Ho pensato molto a quello che avrei detto nel mio discorso e alcune cose le ho molto chiare. Incomincio ricordando tutti i miei compagni e compagne che sono in esilio o in prigione. Il mercoledì prima, l’ultimo giorno del processo, tutti loro erano contenti del fatto che potessi andare all’insediamento del nuovo consiglio comunale e mi hanno dato forza e coraggio. So che saranno attenti alla televisione e mi farebbe piacere che potessero ascoltare le parole che dedico loro.

Com’è logico, inserisco nel discorso una parte critica. Anche se sono in prigione, praticamente sono il capo gruppo di un partito del Comune. La scelta della Colau come sindaca è legittima, e non mi passa per la testa di metterla in dubbio. Ma non posso non ricordare come sia iniziata questa operazione e come “i potenti” di cui parla Colau siano intervenuti in modo decisivo. Lei è stata lo strumento di alcuni poteri economici e sociali che si sono uniti per far sì che a Barcellona non ci fosse un sindaco indipendentista.

Anche Josep Bou, candidato del PP, si complimenta con la scelta di Colau sindaca prima di finire il suo discorso con un “Viva España”.

Finisco il mio intervento positivamente. Ricordo le nostre argomentazioni finali davanti al Tribunale Supremo. Tutti gli imputati concordavano nel richiamare il ritorno alla politica e abbandonare il terreno dello scontro e recuperare il dialogo ed il consenso.

Probabilmente, nella mia posizione di prigioniero politico potevo appellarmi a uno scenario di scontro. Non l’ho fatto volutamente.

Sono convinto che potremmo andare avanti come nazione e come società soltanto attraverso il dialogo e il consenso.

Tutti gli interventi del resto dei candidati hanno fatto qualche riferimento alla mia persona, nella maggior parte positive. La sindaca nel suo discorso ha segnalato l’ingiusta situazione che sto subendo e si è impegnata nel continuare a lavorare per la nostra libertà e per il ritorno degli esiliati. L’atto d’insediamento è finito con il canto de “Els segadors” e la fotografia di tutti i consiglieri. Subito dopo mi sono congedato e sono andato nella sala per cambiarmi d’abito e tornare nella prigione de Brians, da dove sarò trasferito verso Soto del Real. Non ce l’abbiamo fatta. Ritorno a Madrid con tutti i miei pacchetti in spalla come se fossi una lumaca.

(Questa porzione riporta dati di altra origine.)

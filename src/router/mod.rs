//! HTTP handlers.

pub mod health;
pub mod login;
pub mod register;
pub mod verify;

use axum::Json;
use axum::extract::rejection::JsonRejection;
use axum::extract::{FromRequest, Request};
use serde::de::DeserializeOwned;
use serde::{Deserialize, Serialize};
use validator::Validate;

use crate::error::ServerError;

const SUCCESS: &str = "success";

/// JSON body checked with [`Validate`] before reaching the handler.
#[derive(Debug, Clone, Copy, Default)]
pub struct Valid<T>(pub T);

impl<T, S> FromRequest<S> for Valid<T>
where
    T: DeserializeOwned + Validate,
    S: Send + Sync,
    Json<T>: FromRequest<S, Rejection = JsonRejection>,
{
    type Rejection = ServerError;

    async fn from_request(req: Request, state: &S) -> Result<Self, Self::Rejection> {
        let Json(value) = Json::<T>::from_request(req, state).await?;
        value.validate()?;

        Ok(Valid(value))
    }
}

/// Successful response body.
#[derive(Debug, PartialEq, Serialize, Deserialize)]
pub struct Envelope<T> {
    pub status: String,
    pub message: String,
    #[serde(skip_serializing_if = "Option::is_none")]
    pub data: Option<T>,
}

impl Envelope<()> {
    /// Envelope without `data`.
    pub fn message(message: impl Into<String>) -> Self {
        Self {
            status: SUCCESS.to_owned(),
            message: message.into(),
            data: None,
        }
    }
}

impl<T> Envelope<T> {
    /// Envelope carrying `data`.
    pub fn with_data(message: impl Into<String>, data: T) -> Self {
        Self {
            status: SUCCESS.to_owned(),
            message: message.into(),
            data: Some(data),
        }
    }
}
//! Liveness and metrics endpoints.

use std::sync::Arc;

use axum::extract::State;
use axum::http::StatusCode;

use crate::config::Configuration;

/// `OK <version>` while the process serves requests.
pub async fn healthcheck(State(config): State<Arc<Configuration>>) -> String {
    format!("OK {}", config.version())
}

/// Prometheus exposition of collected metrics.
pub async fn metrics(
    State(state): State<crate::AppState>,
) -> Result<String, StatusCode> {
    state
        .metrics
        .as_ref()
        .map(|handle| handle.render())
        .ok_or(StatusCode::NOT_FOUND)
}
//! Typed builder for AuthService.

use std::sync::Arc;

use crate::config::Argon2 as ArgonConfig;
use crate::crypto::{CryptoError, PasswordManager};
use crate::mail::Mailer;
use crate::user::{AuthService, ServiceConfig, UserRepository};

/// [`AuthService`] builder.
///
/// `build` is only available once both collaborators are set.
pub struct AuthServiceBuilder<Repo = Missing, Mail = Missing> {
    repo: Repo,
    mailer: Mail,
    argon2: Option<ArgonConfig>,
}

/// Value is missing on [`AuthServiceBuilder`].
#[derive(Debug, Clone)]
pub struct Missing;

/// Value is present on [`AuthServiceBuilder`].
#[derive(Debug, Clone)]
pub struct Present<T>(pub T);

impl AuthServiceBuilder<Missing, Missing> {
    /// Create a new [`AuthServiceBuilder`].
    pub fn new() -> Self {
        Self {
            repo: Missing,
            mailer: Missing,
            argon2: None,
        }
    }
}

impl Default for AuthServiceBuilder<Missing, Missing> {
    fn default() -> Self {
        Self::new()
    }
}

impl<Mail> AuthServiceBuilder<Missing, Mail> {
    /// Set the persistence collaborator.
    pub fn repository(
        self,
        repo: Arc<dyn UserRepository>,
    ) -> AuthServiceBuilder<Present<Arc<dyn UserRepository>>, Mail> {
        AuthServiceBuilder {
            repo: Present(repo),
            mailer: self.mailer,
            argon2: self.argon2,
        }
    }
}

impl<Repo> AuthServiceBuilder<Repo, Missing> {
    /// Set the outbound mail collaborator.
    pub fn mailer(
        self,
        mailer: Arc<dyn Mailer>,
    ) -> AuthServiceBuilder<Repo, Present<Arc<dyn Mailer>>> {
        AuthServiceBuilder {
            repo: self.repo,
            mailer: Present(mailer),
            argon2: self.argon2,
        }
    }
}

impl<Repo, Mail> AuthServiceBuilder<Repo, Mail> {
    /// Update Argon2 work factor.
    pub fn argon2(mut self, config: Option<ArgonConfig>) -> Self {
        self.argon2 = config;
        self
    }
}

impl
    AuthServiceBuilder<Present<Arc<dyn UserRepository>>, Present<Arc<dyn Mailer>>>
{
    /// Build the [`AuthService`].
    pub fn build(self, config: ServiceConfig) -> Result<AuthService, CryptoError> {
        let pwd = PasswordManager::new(self.argon2)?;

        Ok(AuthService::new(self.repo.0, self.mailer.0, pwd, config))
    }
}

Vado via velocemente, senza fermarmi. Alle nove e mezza di sera arrivano due macchine della Guardia Civil incaricate del mio trasferimento ed iniziamo il viaggio: entro nella cella di Soto el Real alle quattro del mattino.

Da solo, una volta in cella, sono contento di essere stato all’atto d’insediamento del Comune. Ne è valso lo sforzo. Ricorderò sempre questi due giorni. Ho ricaricato le batterie. Vedo che molta gente al di là del mondo indipendentista è con noi. Nonostante le limitazioni imposte nella decisione interlocutoria del giudice Marchena, il trattamento è stato corretto ed ho potuto essere presente nel Saló de Cent ed inviare un messaggio politico.

Dobbiamo sapere approfittare di tutte le occasioni che ci si presentino per poter denunciare la situazione che subiamo. Molti mezzi di comunicazione, tra numerosi commentatori e politici, seguono una strategia per disumanizzarci e normalizzare la situazione in cui viviamo. Bisogna far sentire ovunque la nostra voce.

Quasi non ho dormito, non riuscivo a prendere sonno e prima delle sette del mattino ero già in piedi. Appena aperta la cella i compagni mi aspettavano perché gli spiegassi tutti i dettagli della cerimonia. Mi ha fatto molto piacere potergli spiegare le numerose dimostrazioni di supporto che ieri abbiamo ricevuto e l’amore e la solidarietà di tante persone. Una cosa mi è chiara: la gente di Catalunya non ci dimentica. La sentenza è già nella fase di redazione – vedremo cosa ne esce – e il processo è già storia. Ma la Storia continuiamo a scriverla. Ogni giorno.